Переехавши по деревянному, на весьма жидких сваях, мостику, мы очутились в крепости. Это обширная площадь, окруженная с трех сторон каналом аршина в три шириною да валом с соразмерною вышиною, а с четвертой стороны — Уралом. Вот вам и крепость. Недаром ее киргизы называют Яман-кала. По-моему, это самое приличное ее название. И на месте этой Яман-калы предполагалося когда-то основать областной город! Хорош был бы город! Хотя, правду сказать, и Оренбург малым чем выигрывает в отношении местности. Вот что оживляло первый план этой сонной картины: толпа клейменых колодников, исправлявших дорогу для приезда корпусного командира, а ближе к казармам на площади маршировали солдаты. Проезжая тихо мимо марширующих солдат, мне резко бросился в глаза один из них: высокий, стройный, и — странная игра природы! — чрезвычайно похож на брата Зосю. Меня так поразило это сходство, что я целую ночь не мог заснуть, создавая разные самые несбыточные истории насчет брата; да еще вонючая татарская лачуга,
отведенная мне в виде квартиры, окончательно разогнала мой сон.

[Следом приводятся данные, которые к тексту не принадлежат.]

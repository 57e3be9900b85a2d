//! portrait-core: ID-card portrait normalization.
//!
//! Decodes an uploaded photo, optionally replaces its background with flat
//! white through a segmentation model, guards against blank results, and
//! composes a fixed-size square portrait. Models run via ONNX Runtime behind
//! the [`SubjectModel`] boundary.

pub mod composer;
pub mod config;
pub mod decoder;
pub mod detector;
pub mod handle;
pub mod isolator;
pub mod model;
pub mod pipeline;
pub mod quality;
pub mod segmenter;
pub mod types;

pub use composer::{CanvasComposer, ComposeError, CropPolicy};
pub use config::PipelineConfig;
pub use decoder::{DecodeError, ImageDecoder};
pub use handle::ModelHandle;
pub use isolator::SubjectIsolator;
pub use model::{ModelError, ModelOutput, NoopModel, SubjectModel};
pub use pipeline::{IsolationOutcome, Pipeline, PipelineError, Processed};
pub use quality::{GateReport, QualityGate};
pub use types::{Bitmap, ComposedPortrait, CropRect, Region, SourceImage};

30 апреля. С больною головою явился я сегодня к коменданту, а от него пошел познакомиться к собрату по науке. Собрат по науке показался мне чем-то вроде жердели спелой и после обоюдных приветствий сказал мне, в виде комплимента, что я чрезвычайно похож на одного несчастного, недавно сюда присланного из Астрахани. Я спросил его, что значит слово «несчастный», он пояснил мне. И я, простившись с ним, пошел искать батальонную канцелярию. В канцелярии у писаря спросил я, нет ли в их батальоне недавно присланного рядового Зосима Сокирина. Писарь отвечал:
— Есть,— и, взглянувши мне в лицо, прибавил: — Зосим Никифорович.

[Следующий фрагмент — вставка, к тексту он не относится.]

//! Upload decoding: format sniffing, sanity bounds, alpha flattening and
//! bounding-box downscale.

use crate::types::{Bitmap, SourceImage};
use image::imageops::{self, FilterType};
use image::error::LimitErrorKind;
use image::{DynamicImage, ImageError, ImageFormat, ImageReader, Limits, RgbImage};
use std::io::Cursor;
use thiserror::Error;

pub const DEFAULT_MAX_SIDE: u32 = 2200;
pub const DEFAULT_MIN_SIDE: u32 = 64;
pub const DEFAULT_MAX_SOURCE_SIDE: u32 = 8000;
pub const DEFAULT_MAX_DECODE_BYTES: u64 = 512 * 1024 * 1024;

#[derive(Error, Debug)]
pub enum DecodeError {
    #[error("empty upload")]
    Empty,
    #[error("unrecognized image format")]
    UnknownFormat,
    #[error("unsupported image format: {0:?}")]
    Unsupported(ImageFormat),
    #[error("image exceeds {max}px per side")]
    TooLarge { max: u32 },
    #[error("decoding needs more than {max_bytes} bytes")]
    OverBudget { max_bytes: u64 },
    #[error("image is {width}x{height}, smaller than {min}px per side")]
    TooSmall { width: u32, height: u32, min: u32 },
    #[error("cannot decode image: {0}")]
    Malformed(String),
}

/// Dimension bounds applied while decoding.
#[derive(Debug, Clone, Copy)]
pub struct DecodeLimits {
    /// Smallest accepted side of the source image.
    pub min_side: u32,
    /// Largest accepted side of the source image, checked before pixel allocation.
    pub max_source_side: u32,
    /// Longest side of the decoded bitmap after downscaling.
    pub max_side: u32,
    /// Allocation budget of the decoder itself.
    pub max_decode_bytes: u64,
}

impl Default for DecodeLimits {
    fn default() -> Self {
        Self {
            min_side: DEFAULT_MIN_SIDE,
            max_source_side: DEFAULT_MAX_SOURCE_SIDE,
            max_side: DEFAULT_MAX_SIDE,
            max_decode_bytes: DEFAULT_MAX_DECODE_BYTES,
        }
    }
}

impl DecodeLimits {
    /// Same bounds, but keep the source resolution: `max_side` is raised to
    /// `max_source_side`. Used where coordinates refer to source pixels.
    pub fn without_downscale(self) -> Self {
        Self {
            max_side: self.max_source_side,
            ..self
        }
    }
}

/// Turns uploaded bytes into a bounded RGB bitmap.
#[derive(Debug, Clone, Default)]
pub struct ImageDecoder {
    limits: DecodeLimits,
}

impl ImageDecoder {
    pub fn new(limits: DecodeLimits) -> Self {
        Self { limits }
    }

    pub fn limits(&self) -> &DecodeLimits {
        &self.limits
    }

    /// Decode `source` into a bitmap whose longest side is at most `max_side`.
    pub fn decode(&self, source: &SourceImage) -> Result<Bitmap, DecodeError> {
        if source.is_empty() {
            return Err(DecodeError::Empty);
        }

        let format = sniff_format(source)?;
        if !format.reading_enabled() {
            return Err(DecodeError::Unsupported(format));
        }

        let mut limits = Limits::default();
        limits.max_image_width = Some(self.limits.max_source_side);
        limits.max_image_height = Some(self.limits.max_source_side);
        limits.max_alloc = Some(self.limits.max_decode_bytes);

        let mut reader = ImageReader::with_format(Cursor::new(source.bytes()), format);
        reader.limits(limits);

        let decoded = reader.decode().map_err(|e| match e {
            ImageError::Limits(l) if matches!(l.kind(), LimitErrorKind::DimensionError) => {
                DecodeError::TooLarge {
                    max: self.limits.max_source_side,
                }
            }
            ImageError::Limits(_) => DecodeError::OverBudget {
                max_bytes: self.limits.max_decode_bytes,
            },
            other => DecodeError::Malformed(other.to_string()),
        })?;

        let (width, height) = (decoded.width(), decoded.height());
        let min = self.limits.min_side.max(1);
        if width < min || height < min {
            return Err(DecodeError::TooSmall { width, height, min });
        }

        let flattened = flatten_onto_white(&decoded);
        let (fit_w, fit_h) = fit_within(width, height, self.limits.max_side);
        let rgb = if (fit_w, fit_h) == (width, height) {
            flattened
        } else {
            imageops::resize(&flattened, fit_w, fit_h, FilterType::Triangle)
        };

        tracing::debug!(
            ?format,
            source_width = width,
            source_height = height,
            width = fit_w,
            height = fit_h,
            "decoded upload"
        );

        Bitmap::from_rgb(rgb).ok_or(DecodeError::Malformed("decoded to an empty surface".into()))
    }
}

/// Bounding-box fit: `scale = min(1, max_side / max(w, h))`, sides rounded, never below 1.
pub fn fit_within(width: u32, height: u32, max_side: u32) -> (u32, u32) {
    let longest = width.max(height);
    if longest == 0 || max_side == 0 {
        return (width.max(1), height.max(1));
    }
    let scale = (max_side as f64 / longest as f64).min(1.0);
    let w = ((width as f64 * scale).round() as u32).max(1);
    let h = ((height as f64 * scale).round() as u32).max(1);
    (w, h)
}

/// Content sniffing first; the declared media type only when the bytes are unrecognized.
fn sniff_format(source: &SourceImage) -> Result<ImageFormat, DecodeError> {
    image::guess_format(source.bytes())
        .ok()
        .or_else(|| source.media_type().and_then(ImageFormat::from_mime_type))
        .ok_or(DecodeError::UnknownFormat)
}

/// Composite any alpha channel over white.
fn flatten_onto_white(image: &DynamicImage) -> RgbImage {
    if !image.color().has_alpha() {
        return image.to_rgb8();
    }
    let rgba = image.to_rgba8();
    let mut out = RgbImage::new(rgba.width(), rgba.height());
    for (dst, src) in out.pixels_mut().zip(rgba.pixels()) {
        let alpha = src[3] as u32;
        for c in 0..3 {
            let v = (src[c] as u32 * alpha + 255 * (255 - alpha) + 127) / 255;
            dst[c] = v as u8;
        }
    }
    out
}

#[cfg(test)]
mod tests {
    use super::*;
    use image::{Rgb, Rgba, RgbaImage};

    fn encode(image: DynamicImage, format: ImageFormat) -> Vec<u8> {
        let mut buf = Cursor::new(Vec::new());
        image.write_to(&mut buf, format).unwrap();
        buf.into_inner()
    }

    fn png(width: u32, height: u32) -> SourceImage {
        let img = RgbImage::from_pixel(width, height, Rgb([40, 90, 160]));
        let bytes = encode(DynamicImage::ImageRgb8(img), ImageFormat::Png);
        SourceImage::new(bytes, Some("image/png".into()))
    }

    fn jpeg(width: u32, height: u32) -> SourceImage {
        let img = RgbImage::from_fn(width, height, |x, y| {
            Rgb([(x % 256) as u8, (y % 256) as u8, 128])
        });
        let bytes = encode(DynamicImage::ImageRgb8(img), ImageFormat::Jpeg);
        SourceImage::new(bytes, Some("image/jpeg".into()))
    }

    #[test]
    fn test_fit_within_downscales_landscape() {
        assert_eq!(fit_within(4000, 3000, 2200), (2200, 1650));
    }

    #[test]
    fn test_fit_within_never_upscales() {
        assert_eq!(fit_within(800, 600, 2200), (800, 600));
    }

    #[test]
    fn test_fit_within_extreme_aspect_keeps_one_pixel() {
        assert_eq!(fit_within(10_000, 1, 100), (100, 1));
    }

    #[test]
    fn test_decode_png() {
        let bmp = ImageDecoder::default().decode(&png(120, 80)).unwrap();
        assert_eq!(bmp.dimensions(), (120, 80));
        assert_eq!(*bmp.as_rgb().get_pixel(5, 5), Rgb([40, 90, 160]));
    }

    #[test]
    fn test_decode_jpeg_is_deterministic() {
        let source = jpeg(300, 200);
        let decoder = ImageDecoder::default();
        let a = decoder.decode(&source).unwrap();
        let b = decoder.decode(&source).unwrap();
        assert_eq!(a.dimensions(), (300, 200));
        assert_eq!(a.dimensions(), b.dimensions());
    }

    #[test]
    fn test_decode_downscales_to_max_side() {
        let decoder = ImageDecoder::new(DecodeLimits { max_side: 220, ..DecodeLimits::default() });
        let bmp = decoder.decode(&jpeg(400, 300)).unwrap();
        assert_eq!(bmp.dimensions(), (220, 165));
    }

    #[test]
    fn test_decode_min_side_floor() {
        let decoder = ImageDecoder::default();
        assert!(decoder.decode(&png(64, 64)).is_ok());
        assert!(matches!(
            decoder.decode(&png(63, 64)),
            Err(DecodeError::TooSmall { width: 63, height: 64, min: 64 })
        ));
        assert!(matches!(decoder.decode(&png(50, 50)), Err(DecodeError::TooSmall { .. })));
    }

    #[test]
    fn test_decode_rejects_oversized_source() {
        let decoder = ImageDecoder::new(DecodeLimits {
            max_source_side: 100,
            ..DecodeLimits::default()
        });
        assert!(decoder.decode(&png(100, 100)).is_ok());
        assert!(matches!(decoder.decode(&png(101, 90)), Err(DecodeError::TooLarge { max: 100 })));
    }

    #[test]
    fn test_decode_reports_allocation_budget_separately() {
        let decoder = ImageDecoder::new(DecodeLimits {
            max_decode_bytes: 1000,
            ..DecodeLimits::default()
        });
        assert!(matches!(
            decoder.decode(&png(100, 100)),
            Err(DecodeError::OverBudget { max_bytes: 1000 })
        ));
    }

    #[test]
    fn test_without_downscale_keeps_source_resolution() {
        let source = png(2400, 80);
        let limits = DecodeLimits::default();
        assert_eq!(ImageDecoder::new(limits).decode(&source).unwrap().dimensions(), (2200, 73));

        let full = ImageDecoder::new(limits.without_downscale()).decode(&source).unwrap();
        assert_eq!(full.dimensions(), (2400, 80));
    }

    #[test]
    fn test_decode_garbage_fails() {
        let source = SourceImage::new(b"definitely not an image".to_vec(), None);
        assert!(matches!(
            ImageDecoder::default().decode(&source),
            Err(DecodeError::UnknownFormat)
        ));
    }

    #[test]
    fn test_decode_truncated_png_fails() {
        let mut bytes = png(100, 100).bytes().to_vec();
        bytes.truncate(bytes.len() / 2);
        let source = SourceImage::new(bytes, Some("image/png".into()));
        assert!(matches!(ImageDecoder::default().decode(&source), Err(DecodeError::Malformed(_))));
    }

    #[test]
    fn test_decode_empty_fails() {
        let source = SourceImage::new(Vec::new(), Some("image/png".into()));
        assert!(matches!(ImageDecoder::default().decode(&source), Err(DecodeError::Empty)));
    }

    #[test]
    fn test_decode_flattens_transparency_to_white() {
        let mut img = RgbaImage::from_pixel(64, 64, Rgba([0, 0, 0, 0]));
        img.put_pixel(0, 0, Rgba([10, 20, 30, 255]));
        let bytes = encode(DynamicImage::ImageRgba8(img), ImageFormat::Png);
        let source = SourceImage::new(bytes, None);
        let bmp = ImageDecoder::default().decode(&source).unwrap();
        assert_eq!(*bmp.as_rgb().get_pixel(10, 10), Rgb([255, 255, 255]));
        assert_eq!(*bmp.as_rgb().get_pixel(0, 0), Rgb([10, 20, 30]));
    }
}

— Можно ли мне прочитать его конфирмацию?
— Можно-с.
И я прочитал вот что: «По конфирмации военного суда, за разные противозаконные и безнравственные поступки, написывается в Отдельный Оренбургский корпус рядовым Зосим Сокирин, с выслугою».
— Нельзя ли мне видеть этого рядового? — спросил я писаря.
— Можно-с. Извольте следовать за мною.
И услужливый писарь привел меня в казармы.
Я не описываю вам нечистоты и смрада, возмущающих душу и вечно сущих во всех казармах. Не читайте маменьке, ради бога, этого письма. Она, бедная, не перенесет этого тяжкого удара. На нарах в толстой грязной рубахе сидел Зося и, положа голову на колени, как титан Флаксмана, пел какую-то солдатскую нескромную песню. Увидя меня, он сконфузился, но сейчас же оправился и заговорил.
— Это ты, брат Ватя?
— Я.
— А это я,— сказал он, вытягиваясь передо мною во фронт.
Меня в трепет привело его непритворное равнодушие. Я был ошеломлен его ответом и движением и долго не мог сказать ему ни слова, а он все стоял передо мною навытяжку, как бы издеваясь надо мною.
Наконец, я собрался с духом, спросил его, не нужно ли ему чего-нибудь.
— Нужно,— отвечал он, не переменяя позиции.
— Что же тебе нужно?
— Деньги!
— Но я много не могу тебе предложить.
— Сколько можешь.
Я дал ему десятирублевый билет.
— Спасибо, брат,— сказал он, принимая деньги, и потом прибавил,— мы ей протрем глаза.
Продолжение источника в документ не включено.